Problem description: Go through the entries that follow and count every line with the string "insert". Reply with the number only.

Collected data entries
▶
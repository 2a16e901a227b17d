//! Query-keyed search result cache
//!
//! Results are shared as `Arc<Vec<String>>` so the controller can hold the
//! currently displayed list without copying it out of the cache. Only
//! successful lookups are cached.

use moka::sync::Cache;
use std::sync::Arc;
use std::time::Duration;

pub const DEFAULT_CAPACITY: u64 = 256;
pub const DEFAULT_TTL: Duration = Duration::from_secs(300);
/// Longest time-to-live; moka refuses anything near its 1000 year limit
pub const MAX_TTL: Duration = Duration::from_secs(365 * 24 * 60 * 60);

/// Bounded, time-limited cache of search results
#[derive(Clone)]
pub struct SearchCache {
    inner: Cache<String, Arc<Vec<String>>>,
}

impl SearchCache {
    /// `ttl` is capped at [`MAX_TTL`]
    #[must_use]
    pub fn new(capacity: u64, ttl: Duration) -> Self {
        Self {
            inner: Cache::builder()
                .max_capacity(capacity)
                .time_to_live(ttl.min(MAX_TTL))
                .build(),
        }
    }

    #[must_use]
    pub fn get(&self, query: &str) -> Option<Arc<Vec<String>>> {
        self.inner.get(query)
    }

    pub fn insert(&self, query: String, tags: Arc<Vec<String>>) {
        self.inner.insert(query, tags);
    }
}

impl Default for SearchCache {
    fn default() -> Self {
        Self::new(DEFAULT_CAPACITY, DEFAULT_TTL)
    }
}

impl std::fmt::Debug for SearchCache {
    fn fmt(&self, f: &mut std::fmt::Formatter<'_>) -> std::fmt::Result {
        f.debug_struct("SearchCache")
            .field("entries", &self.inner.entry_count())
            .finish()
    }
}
◀
▶
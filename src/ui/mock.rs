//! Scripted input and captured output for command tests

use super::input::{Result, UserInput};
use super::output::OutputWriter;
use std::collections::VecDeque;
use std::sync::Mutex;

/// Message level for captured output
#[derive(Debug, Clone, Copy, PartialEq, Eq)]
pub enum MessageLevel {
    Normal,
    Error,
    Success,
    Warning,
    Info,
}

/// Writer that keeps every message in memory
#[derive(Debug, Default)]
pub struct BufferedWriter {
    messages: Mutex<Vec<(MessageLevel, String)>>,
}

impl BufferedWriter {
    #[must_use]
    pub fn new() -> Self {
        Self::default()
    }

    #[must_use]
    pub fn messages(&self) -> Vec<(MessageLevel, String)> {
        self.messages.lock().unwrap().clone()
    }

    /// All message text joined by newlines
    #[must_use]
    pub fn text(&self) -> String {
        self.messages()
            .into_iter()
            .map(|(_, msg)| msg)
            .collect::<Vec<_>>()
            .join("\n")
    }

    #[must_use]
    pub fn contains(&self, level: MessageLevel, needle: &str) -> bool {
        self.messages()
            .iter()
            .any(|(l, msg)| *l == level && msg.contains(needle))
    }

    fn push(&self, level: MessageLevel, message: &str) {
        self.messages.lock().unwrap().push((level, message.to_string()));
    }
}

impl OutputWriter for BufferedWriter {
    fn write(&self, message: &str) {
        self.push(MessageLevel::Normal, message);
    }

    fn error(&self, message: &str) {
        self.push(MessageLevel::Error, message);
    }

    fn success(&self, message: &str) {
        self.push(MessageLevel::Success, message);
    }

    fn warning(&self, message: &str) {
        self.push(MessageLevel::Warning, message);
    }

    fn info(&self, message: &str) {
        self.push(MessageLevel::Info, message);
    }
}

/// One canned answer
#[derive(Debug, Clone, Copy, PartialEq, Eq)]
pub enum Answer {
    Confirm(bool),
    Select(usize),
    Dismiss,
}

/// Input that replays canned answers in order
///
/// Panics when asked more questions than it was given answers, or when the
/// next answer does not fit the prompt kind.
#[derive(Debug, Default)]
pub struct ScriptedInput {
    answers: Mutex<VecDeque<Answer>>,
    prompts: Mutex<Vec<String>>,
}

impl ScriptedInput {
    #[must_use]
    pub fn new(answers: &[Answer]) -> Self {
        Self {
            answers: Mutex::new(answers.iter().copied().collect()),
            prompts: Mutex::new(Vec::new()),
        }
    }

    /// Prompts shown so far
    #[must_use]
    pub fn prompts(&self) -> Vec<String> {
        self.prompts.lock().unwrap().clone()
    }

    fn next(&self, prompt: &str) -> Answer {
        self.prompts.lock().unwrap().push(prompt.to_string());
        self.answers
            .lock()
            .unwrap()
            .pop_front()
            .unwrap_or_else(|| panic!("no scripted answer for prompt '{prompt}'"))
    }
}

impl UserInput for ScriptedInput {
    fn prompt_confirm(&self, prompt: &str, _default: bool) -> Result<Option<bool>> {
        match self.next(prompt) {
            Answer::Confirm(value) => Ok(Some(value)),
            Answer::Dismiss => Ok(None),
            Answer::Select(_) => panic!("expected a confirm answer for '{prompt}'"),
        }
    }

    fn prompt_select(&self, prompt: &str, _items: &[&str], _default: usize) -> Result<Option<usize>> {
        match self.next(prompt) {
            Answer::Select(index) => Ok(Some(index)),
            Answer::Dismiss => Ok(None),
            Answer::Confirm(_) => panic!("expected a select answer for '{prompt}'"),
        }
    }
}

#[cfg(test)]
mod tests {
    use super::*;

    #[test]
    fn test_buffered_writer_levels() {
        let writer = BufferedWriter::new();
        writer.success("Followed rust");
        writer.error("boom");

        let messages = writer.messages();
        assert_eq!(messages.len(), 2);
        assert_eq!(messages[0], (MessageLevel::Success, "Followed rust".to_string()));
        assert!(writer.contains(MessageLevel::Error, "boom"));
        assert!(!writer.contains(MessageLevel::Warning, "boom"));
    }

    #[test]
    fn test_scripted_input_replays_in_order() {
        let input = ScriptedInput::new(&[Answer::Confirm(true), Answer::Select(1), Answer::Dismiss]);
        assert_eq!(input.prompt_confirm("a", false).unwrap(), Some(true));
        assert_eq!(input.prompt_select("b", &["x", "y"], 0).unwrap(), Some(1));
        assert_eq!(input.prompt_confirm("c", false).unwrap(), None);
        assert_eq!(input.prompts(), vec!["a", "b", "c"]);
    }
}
◀
▶
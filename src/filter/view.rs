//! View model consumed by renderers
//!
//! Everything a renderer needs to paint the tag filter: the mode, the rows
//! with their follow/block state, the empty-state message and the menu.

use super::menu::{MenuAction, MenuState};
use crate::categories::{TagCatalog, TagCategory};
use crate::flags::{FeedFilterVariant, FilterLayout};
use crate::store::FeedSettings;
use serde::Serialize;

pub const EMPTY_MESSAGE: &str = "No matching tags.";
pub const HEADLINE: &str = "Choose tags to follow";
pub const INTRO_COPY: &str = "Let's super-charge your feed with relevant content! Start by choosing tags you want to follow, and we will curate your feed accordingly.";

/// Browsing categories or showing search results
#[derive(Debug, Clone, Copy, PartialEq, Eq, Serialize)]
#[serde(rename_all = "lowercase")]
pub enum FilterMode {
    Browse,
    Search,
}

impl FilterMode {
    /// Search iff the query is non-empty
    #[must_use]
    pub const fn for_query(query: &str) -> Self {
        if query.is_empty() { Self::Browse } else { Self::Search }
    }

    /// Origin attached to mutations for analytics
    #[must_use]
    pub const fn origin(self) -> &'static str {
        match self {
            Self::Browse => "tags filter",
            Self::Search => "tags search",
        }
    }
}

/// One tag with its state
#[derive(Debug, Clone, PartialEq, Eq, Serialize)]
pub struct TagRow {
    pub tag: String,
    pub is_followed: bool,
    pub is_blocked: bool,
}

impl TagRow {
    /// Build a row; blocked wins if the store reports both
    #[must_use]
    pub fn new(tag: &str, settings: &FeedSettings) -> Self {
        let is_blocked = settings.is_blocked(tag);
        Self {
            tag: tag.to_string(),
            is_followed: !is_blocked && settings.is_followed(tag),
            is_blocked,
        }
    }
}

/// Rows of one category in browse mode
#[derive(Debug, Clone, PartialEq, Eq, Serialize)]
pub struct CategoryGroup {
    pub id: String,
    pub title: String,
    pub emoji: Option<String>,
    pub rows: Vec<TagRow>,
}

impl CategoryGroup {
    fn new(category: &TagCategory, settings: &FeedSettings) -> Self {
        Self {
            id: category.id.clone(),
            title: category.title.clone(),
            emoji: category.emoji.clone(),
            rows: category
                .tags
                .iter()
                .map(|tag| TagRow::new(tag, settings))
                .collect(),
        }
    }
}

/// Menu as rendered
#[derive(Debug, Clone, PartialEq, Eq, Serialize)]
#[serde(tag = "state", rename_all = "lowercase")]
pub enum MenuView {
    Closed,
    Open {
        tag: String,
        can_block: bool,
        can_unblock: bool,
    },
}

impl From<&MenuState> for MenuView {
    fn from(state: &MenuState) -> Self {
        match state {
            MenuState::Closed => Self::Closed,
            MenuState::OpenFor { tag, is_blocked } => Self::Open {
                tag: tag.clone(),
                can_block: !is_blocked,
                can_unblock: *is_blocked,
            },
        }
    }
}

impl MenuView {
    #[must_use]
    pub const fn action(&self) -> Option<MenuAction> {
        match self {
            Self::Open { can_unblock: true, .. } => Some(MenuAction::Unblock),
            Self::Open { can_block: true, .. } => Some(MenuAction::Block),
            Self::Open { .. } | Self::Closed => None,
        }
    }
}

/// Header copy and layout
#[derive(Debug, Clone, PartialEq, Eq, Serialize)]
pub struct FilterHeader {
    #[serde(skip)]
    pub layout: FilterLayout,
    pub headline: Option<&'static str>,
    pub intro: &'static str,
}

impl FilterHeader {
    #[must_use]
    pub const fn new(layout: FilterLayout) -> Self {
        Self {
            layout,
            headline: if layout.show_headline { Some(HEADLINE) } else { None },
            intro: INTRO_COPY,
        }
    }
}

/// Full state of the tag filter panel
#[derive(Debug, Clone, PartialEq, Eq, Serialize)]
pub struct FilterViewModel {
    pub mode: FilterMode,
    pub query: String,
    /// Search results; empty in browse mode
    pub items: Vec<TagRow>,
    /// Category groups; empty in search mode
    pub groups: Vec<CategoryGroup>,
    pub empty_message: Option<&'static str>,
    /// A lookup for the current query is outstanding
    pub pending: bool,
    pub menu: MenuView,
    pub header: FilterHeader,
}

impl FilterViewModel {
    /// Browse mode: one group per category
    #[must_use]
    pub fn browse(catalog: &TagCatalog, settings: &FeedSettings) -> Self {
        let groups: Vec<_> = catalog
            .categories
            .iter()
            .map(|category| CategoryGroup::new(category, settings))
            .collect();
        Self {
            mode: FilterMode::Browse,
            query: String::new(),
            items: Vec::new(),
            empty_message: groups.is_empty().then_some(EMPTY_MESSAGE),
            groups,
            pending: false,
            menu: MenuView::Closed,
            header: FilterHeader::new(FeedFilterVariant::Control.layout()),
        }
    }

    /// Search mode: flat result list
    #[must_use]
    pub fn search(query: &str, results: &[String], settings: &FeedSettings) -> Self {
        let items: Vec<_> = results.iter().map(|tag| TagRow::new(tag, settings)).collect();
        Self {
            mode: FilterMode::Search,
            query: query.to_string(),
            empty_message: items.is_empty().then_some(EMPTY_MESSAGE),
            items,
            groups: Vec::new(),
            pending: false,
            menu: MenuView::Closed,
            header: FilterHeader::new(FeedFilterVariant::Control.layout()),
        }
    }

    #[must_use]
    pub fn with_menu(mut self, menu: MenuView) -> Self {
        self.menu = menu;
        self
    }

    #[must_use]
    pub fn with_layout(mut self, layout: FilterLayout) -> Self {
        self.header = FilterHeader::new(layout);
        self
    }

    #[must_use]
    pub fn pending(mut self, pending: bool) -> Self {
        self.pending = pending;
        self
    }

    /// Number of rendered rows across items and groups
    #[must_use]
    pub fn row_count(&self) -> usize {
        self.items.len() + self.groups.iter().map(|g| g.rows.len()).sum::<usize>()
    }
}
◀
Response to the exercise: 2